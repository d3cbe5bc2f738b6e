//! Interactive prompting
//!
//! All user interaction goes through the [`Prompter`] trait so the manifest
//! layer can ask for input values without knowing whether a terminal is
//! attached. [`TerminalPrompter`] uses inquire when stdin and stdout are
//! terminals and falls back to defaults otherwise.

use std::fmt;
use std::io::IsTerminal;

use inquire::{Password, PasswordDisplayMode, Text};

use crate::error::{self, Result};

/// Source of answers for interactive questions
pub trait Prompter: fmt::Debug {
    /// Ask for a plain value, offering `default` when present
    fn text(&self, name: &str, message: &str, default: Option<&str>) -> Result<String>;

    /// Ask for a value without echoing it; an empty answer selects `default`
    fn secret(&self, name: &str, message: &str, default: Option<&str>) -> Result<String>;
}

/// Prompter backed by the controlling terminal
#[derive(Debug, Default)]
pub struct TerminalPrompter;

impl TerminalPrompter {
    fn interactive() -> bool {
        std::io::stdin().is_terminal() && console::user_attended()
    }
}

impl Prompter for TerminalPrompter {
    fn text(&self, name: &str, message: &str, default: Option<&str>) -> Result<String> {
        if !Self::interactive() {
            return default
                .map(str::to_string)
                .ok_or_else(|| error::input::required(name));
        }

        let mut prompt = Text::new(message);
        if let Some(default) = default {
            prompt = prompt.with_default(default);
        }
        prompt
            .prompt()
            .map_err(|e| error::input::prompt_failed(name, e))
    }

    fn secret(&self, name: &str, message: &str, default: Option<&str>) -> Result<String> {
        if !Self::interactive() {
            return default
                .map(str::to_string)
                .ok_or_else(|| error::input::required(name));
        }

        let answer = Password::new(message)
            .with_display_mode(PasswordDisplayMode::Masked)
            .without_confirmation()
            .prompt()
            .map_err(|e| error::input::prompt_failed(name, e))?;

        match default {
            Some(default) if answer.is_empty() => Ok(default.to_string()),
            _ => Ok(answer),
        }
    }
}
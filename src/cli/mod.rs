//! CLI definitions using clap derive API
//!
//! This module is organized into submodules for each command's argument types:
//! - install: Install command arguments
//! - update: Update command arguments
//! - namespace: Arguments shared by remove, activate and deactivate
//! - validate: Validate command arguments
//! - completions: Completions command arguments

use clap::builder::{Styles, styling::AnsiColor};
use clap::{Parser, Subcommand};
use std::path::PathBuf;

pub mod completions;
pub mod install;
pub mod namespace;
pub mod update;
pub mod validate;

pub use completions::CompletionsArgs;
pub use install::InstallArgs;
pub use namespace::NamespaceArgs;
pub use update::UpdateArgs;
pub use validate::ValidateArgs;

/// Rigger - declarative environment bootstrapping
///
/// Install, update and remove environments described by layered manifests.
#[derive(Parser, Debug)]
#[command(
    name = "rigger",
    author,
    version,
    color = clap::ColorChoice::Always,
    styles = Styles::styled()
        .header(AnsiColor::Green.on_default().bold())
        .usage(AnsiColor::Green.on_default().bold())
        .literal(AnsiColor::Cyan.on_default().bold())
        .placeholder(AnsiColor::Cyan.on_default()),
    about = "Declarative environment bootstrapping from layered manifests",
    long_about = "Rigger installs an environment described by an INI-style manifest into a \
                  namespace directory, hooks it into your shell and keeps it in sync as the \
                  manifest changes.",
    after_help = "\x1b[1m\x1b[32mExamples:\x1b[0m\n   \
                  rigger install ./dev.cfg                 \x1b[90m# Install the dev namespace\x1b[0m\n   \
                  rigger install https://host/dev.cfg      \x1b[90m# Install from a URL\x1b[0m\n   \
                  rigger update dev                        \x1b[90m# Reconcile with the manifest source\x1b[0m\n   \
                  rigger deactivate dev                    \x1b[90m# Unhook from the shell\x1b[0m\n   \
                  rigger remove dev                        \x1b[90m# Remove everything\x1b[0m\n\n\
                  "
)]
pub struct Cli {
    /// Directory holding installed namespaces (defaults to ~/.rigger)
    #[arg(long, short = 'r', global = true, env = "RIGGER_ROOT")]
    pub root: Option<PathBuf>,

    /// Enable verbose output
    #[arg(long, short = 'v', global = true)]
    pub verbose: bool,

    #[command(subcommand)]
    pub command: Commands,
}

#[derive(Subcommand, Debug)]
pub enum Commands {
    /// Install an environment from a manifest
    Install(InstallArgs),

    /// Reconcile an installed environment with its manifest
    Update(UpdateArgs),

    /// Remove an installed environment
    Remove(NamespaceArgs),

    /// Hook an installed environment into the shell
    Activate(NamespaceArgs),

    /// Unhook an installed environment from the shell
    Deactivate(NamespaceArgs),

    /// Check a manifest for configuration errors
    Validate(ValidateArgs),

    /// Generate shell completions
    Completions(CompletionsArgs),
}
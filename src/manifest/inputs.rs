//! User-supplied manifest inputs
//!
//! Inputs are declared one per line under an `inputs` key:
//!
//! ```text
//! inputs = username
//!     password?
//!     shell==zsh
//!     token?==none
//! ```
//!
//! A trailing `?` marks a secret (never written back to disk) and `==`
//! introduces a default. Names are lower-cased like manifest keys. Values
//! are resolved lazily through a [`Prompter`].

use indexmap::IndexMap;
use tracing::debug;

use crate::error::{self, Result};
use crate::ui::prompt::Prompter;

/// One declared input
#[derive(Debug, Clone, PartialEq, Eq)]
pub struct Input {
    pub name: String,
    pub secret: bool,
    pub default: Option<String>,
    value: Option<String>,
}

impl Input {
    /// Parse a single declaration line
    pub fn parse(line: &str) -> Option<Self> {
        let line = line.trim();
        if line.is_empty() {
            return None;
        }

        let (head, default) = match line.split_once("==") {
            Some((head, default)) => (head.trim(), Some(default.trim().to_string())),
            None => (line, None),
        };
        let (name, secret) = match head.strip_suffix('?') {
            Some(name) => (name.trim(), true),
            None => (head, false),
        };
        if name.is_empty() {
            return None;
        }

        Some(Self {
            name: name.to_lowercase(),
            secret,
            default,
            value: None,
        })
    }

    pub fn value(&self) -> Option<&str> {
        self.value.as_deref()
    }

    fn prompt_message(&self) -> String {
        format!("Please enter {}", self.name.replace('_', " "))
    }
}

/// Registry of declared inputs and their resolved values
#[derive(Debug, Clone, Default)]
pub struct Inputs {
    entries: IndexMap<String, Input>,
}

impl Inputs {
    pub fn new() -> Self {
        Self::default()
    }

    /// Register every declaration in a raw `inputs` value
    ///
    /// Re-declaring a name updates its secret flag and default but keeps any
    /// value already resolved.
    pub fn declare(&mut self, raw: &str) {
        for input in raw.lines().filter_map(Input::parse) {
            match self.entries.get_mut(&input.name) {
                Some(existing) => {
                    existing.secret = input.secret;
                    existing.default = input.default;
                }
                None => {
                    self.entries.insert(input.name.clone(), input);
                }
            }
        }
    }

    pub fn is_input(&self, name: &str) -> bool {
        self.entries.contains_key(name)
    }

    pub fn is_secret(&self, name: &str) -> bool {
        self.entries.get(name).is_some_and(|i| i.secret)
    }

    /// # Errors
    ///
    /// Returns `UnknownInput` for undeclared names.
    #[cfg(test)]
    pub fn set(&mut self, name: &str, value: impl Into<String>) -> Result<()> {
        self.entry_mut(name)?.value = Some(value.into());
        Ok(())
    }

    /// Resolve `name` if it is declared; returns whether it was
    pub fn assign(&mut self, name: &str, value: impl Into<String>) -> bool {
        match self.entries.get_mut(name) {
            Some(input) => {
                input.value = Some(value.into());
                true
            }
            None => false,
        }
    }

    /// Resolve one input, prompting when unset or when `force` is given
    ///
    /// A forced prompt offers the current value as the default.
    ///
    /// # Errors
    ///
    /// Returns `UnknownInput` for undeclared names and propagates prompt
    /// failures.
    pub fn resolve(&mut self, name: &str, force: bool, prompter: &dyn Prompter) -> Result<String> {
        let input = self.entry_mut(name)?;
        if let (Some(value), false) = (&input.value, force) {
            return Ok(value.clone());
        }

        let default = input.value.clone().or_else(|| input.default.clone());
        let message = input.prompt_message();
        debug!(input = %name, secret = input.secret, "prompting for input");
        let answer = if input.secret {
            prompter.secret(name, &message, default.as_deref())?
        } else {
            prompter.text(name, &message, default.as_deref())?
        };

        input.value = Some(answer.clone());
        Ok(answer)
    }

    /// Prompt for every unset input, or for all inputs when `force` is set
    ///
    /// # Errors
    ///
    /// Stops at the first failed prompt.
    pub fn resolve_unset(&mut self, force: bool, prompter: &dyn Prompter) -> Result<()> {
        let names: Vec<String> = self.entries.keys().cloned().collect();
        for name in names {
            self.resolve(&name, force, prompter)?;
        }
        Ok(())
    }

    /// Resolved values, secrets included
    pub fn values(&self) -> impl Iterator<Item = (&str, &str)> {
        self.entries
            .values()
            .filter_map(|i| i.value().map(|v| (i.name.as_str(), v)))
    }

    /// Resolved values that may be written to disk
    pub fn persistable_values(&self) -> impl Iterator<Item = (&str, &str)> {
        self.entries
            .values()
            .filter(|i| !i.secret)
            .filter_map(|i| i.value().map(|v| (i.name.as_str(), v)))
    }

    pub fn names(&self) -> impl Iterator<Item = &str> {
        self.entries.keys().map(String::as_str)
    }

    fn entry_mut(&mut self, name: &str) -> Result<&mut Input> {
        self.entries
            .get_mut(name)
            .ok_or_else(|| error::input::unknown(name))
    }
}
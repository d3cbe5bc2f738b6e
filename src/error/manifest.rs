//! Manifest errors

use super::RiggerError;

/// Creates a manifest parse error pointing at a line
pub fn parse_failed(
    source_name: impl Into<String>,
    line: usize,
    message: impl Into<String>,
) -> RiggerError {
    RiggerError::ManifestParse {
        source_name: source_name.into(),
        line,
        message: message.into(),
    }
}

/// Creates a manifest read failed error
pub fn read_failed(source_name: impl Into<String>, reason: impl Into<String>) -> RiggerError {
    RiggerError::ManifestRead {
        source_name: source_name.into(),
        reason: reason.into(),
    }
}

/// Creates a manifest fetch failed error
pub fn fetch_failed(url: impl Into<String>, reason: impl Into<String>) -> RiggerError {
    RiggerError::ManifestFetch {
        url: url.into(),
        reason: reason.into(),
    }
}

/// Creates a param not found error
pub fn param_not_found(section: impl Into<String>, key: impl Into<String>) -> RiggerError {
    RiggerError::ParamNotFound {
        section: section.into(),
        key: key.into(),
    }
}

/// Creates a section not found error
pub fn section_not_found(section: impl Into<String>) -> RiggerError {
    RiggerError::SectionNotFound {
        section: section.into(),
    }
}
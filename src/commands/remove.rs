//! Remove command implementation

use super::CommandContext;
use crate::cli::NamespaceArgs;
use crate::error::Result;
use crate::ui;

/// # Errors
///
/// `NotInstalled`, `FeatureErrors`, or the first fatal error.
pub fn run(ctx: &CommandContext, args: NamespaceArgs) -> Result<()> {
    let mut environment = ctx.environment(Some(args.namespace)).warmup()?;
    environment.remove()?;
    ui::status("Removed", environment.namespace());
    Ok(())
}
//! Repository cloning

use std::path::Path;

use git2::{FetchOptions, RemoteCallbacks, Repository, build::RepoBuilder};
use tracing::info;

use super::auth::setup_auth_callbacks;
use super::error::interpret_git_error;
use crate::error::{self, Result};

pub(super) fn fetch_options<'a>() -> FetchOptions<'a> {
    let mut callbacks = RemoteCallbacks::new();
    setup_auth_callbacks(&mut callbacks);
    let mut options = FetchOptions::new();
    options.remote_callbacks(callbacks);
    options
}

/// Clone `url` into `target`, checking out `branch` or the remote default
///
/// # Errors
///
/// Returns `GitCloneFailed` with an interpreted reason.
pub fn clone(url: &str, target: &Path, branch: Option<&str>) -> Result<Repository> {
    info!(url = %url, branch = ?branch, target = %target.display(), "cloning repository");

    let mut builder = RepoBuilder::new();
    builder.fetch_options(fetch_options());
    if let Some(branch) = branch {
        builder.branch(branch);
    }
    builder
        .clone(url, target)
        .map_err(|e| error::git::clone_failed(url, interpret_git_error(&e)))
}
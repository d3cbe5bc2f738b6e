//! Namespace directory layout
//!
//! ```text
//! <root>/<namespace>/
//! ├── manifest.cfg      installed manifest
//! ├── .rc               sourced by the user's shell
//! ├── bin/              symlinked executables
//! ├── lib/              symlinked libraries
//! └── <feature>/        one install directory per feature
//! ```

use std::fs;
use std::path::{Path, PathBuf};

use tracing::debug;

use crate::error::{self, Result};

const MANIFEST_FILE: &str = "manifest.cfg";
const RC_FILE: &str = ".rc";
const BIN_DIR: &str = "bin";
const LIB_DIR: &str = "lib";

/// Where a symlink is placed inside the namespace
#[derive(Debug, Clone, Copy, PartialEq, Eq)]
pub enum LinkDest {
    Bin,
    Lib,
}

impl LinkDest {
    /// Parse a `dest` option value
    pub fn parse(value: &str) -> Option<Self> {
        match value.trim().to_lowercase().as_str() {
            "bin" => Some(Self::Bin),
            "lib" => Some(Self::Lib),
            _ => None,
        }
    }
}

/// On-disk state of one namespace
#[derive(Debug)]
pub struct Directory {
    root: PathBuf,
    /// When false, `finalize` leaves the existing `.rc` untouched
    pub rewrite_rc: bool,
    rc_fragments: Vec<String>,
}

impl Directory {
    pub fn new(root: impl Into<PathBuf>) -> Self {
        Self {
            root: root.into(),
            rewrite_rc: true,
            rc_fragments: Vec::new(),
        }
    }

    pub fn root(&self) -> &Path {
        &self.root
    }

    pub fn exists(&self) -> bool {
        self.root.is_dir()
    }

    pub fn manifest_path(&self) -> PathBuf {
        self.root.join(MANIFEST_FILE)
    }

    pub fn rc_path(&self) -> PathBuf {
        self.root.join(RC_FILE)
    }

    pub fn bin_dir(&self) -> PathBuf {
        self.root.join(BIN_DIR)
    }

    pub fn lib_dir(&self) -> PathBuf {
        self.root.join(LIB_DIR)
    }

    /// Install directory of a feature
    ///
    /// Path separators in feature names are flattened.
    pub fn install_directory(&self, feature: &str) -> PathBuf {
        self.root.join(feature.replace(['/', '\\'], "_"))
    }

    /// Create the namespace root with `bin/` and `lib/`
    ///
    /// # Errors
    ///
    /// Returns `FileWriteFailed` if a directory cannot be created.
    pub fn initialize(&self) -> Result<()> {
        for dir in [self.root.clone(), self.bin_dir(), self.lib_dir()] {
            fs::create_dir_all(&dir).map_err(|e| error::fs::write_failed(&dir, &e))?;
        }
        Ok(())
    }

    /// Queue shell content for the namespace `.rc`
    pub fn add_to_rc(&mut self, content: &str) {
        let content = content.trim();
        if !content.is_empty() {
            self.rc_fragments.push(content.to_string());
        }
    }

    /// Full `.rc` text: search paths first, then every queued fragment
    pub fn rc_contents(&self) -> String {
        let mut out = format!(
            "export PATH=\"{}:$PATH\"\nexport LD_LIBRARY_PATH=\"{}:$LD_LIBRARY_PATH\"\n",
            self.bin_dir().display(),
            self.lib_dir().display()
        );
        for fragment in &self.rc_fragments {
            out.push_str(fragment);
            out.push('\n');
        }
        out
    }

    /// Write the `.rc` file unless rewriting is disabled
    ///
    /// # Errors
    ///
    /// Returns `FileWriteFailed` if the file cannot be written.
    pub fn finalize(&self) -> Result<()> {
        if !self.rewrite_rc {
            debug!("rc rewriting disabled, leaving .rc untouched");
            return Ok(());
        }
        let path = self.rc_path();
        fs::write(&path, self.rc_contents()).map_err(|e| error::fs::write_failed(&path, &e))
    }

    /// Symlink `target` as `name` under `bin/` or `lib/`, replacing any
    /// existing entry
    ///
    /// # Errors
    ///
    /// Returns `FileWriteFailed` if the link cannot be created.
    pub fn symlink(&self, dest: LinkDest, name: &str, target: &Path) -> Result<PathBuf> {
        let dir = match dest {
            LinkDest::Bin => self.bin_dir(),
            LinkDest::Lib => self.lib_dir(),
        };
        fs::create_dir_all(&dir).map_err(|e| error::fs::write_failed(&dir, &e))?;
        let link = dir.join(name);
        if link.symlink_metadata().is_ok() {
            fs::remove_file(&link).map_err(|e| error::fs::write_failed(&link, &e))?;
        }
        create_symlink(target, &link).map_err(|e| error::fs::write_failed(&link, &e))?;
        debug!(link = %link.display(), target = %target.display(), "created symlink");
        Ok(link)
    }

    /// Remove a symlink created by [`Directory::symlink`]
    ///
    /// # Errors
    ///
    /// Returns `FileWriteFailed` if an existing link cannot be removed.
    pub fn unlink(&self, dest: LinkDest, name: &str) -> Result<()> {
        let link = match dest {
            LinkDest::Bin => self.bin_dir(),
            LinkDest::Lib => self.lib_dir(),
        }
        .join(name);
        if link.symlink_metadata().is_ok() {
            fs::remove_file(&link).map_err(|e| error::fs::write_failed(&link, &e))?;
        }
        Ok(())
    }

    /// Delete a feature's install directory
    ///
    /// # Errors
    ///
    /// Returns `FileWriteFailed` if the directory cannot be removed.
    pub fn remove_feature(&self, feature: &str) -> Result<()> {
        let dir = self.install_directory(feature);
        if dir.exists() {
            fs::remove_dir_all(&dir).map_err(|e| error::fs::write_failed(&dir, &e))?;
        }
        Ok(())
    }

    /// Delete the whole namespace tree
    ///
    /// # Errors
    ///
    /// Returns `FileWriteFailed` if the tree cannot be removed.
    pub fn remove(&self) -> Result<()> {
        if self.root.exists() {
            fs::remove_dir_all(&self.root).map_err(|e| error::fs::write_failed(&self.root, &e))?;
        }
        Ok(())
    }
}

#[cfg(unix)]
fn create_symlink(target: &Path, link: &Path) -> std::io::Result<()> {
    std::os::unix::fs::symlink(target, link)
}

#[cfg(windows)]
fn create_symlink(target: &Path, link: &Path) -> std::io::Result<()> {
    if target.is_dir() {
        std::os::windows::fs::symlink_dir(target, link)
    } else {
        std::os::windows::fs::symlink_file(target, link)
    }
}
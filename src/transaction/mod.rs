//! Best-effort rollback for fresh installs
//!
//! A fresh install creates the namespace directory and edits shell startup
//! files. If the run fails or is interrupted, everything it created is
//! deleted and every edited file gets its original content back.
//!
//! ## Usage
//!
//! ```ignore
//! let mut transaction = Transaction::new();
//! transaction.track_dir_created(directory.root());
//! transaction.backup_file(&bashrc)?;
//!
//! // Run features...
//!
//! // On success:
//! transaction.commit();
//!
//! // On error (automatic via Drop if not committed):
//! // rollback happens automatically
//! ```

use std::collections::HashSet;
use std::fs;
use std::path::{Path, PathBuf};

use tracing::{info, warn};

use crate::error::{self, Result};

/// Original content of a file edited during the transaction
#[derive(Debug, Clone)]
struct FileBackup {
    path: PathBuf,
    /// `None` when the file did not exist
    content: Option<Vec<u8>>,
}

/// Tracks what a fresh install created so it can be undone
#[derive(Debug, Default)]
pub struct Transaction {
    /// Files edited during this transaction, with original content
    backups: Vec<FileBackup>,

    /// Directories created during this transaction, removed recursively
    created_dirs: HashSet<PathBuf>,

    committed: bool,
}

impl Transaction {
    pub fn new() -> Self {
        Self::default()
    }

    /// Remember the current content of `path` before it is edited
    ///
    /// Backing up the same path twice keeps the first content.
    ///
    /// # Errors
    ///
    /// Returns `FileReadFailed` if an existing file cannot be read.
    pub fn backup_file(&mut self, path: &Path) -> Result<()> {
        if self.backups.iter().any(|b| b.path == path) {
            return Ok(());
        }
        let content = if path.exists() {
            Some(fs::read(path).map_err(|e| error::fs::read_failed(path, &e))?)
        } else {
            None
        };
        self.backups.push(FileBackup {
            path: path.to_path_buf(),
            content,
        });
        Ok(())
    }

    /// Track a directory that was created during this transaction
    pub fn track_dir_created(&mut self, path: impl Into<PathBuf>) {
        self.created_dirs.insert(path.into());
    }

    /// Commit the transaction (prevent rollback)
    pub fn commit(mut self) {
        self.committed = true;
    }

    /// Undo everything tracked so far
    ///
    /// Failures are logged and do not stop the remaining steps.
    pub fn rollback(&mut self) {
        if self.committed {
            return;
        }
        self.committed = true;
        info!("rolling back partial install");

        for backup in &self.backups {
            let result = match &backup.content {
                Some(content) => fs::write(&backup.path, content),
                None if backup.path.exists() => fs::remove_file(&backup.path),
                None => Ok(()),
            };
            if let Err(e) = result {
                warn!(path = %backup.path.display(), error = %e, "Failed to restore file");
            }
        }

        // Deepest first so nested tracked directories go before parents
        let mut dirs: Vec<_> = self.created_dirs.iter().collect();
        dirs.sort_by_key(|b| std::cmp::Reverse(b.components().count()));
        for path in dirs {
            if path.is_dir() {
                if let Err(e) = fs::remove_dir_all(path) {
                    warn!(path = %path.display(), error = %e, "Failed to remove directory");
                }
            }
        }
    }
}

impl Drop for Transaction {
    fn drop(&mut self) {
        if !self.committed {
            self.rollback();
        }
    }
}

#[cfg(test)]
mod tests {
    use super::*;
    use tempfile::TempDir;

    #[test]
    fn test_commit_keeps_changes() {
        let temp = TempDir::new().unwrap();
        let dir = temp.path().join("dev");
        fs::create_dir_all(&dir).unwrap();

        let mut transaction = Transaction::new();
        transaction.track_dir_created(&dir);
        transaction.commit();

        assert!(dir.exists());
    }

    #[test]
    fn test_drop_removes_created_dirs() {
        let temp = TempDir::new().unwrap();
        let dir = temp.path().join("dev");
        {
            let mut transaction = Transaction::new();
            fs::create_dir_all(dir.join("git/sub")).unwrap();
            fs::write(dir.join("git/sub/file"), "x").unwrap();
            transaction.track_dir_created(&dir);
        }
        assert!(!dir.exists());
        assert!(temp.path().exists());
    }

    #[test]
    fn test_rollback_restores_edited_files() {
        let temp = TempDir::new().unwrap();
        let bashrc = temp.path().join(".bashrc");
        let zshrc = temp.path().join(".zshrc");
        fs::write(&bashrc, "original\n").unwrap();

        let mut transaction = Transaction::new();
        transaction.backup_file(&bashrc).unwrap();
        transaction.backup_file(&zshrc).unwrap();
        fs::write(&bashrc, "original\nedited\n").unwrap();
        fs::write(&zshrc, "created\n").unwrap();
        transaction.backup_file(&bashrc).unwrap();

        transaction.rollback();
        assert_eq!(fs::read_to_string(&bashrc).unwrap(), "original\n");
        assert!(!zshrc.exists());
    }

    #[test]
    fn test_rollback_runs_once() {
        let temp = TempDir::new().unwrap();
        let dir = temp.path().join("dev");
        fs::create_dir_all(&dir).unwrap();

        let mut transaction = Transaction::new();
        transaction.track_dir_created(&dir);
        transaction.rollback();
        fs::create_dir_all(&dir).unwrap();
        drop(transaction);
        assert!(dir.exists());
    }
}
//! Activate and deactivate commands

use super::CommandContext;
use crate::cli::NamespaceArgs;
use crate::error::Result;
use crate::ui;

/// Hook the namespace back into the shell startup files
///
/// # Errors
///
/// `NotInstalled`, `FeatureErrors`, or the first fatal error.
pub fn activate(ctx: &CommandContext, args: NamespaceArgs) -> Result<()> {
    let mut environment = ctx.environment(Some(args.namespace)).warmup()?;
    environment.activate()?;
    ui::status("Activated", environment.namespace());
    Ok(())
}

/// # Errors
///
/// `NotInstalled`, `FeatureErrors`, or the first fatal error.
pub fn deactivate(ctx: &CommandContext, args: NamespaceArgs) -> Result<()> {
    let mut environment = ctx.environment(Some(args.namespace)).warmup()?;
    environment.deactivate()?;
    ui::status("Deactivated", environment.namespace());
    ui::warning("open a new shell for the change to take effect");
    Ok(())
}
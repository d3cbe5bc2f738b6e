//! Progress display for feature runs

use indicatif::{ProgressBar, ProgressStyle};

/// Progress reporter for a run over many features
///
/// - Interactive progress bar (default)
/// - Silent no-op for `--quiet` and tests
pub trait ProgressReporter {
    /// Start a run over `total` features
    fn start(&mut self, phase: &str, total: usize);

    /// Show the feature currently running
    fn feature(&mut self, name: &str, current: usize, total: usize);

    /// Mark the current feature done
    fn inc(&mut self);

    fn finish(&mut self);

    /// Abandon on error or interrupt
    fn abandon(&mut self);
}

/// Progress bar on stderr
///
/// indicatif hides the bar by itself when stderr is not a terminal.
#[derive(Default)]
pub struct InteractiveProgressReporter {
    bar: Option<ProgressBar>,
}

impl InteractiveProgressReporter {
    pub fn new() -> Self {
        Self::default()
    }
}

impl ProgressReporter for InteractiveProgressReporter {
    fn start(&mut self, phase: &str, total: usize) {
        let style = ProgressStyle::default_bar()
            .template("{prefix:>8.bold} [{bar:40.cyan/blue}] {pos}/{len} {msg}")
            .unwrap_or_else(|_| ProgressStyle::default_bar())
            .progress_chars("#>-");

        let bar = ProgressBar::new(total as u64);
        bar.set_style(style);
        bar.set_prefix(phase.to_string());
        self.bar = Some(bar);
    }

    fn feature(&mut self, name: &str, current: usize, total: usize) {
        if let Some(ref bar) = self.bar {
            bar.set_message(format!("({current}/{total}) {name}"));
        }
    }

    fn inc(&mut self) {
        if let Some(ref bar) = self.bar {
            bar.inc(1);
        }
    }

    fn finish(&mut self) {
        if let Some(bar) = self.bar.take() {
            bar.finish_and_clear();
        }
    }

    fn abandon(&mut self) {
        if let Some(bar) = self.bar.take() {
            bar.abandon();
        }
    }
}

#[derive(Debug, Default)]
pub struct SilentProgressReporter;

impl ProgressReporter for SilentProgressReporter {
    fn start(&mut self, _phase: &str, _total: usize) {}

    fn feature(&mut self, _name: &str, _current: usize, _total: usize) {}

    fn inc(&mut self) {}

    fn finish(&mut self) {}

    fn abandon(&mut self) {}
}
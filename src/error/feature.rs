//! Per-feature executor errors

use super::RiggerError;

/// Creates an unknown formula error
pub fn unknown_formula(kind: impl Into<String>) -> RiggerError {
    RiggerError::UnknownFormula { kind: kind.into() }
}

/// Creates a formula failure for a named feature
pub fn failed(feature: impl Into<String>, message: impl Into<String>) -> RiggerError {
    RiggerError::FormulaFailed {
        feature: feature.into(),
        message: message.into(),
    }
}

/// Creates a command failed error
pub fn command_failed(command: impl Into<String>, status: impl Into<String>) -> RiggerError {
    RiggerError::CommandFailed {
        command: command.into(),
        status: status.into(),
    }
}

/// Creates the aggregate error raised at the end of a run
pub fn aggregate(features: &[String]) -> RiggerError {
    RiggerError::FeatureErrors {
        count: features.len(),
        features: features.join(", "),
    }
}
^^^^^^^^
__Work instruction__: Lines above that have "over": copy each of them.

__Result of the task__:
/// Progress reporter for a run over many features
    /// Start a run over `total` features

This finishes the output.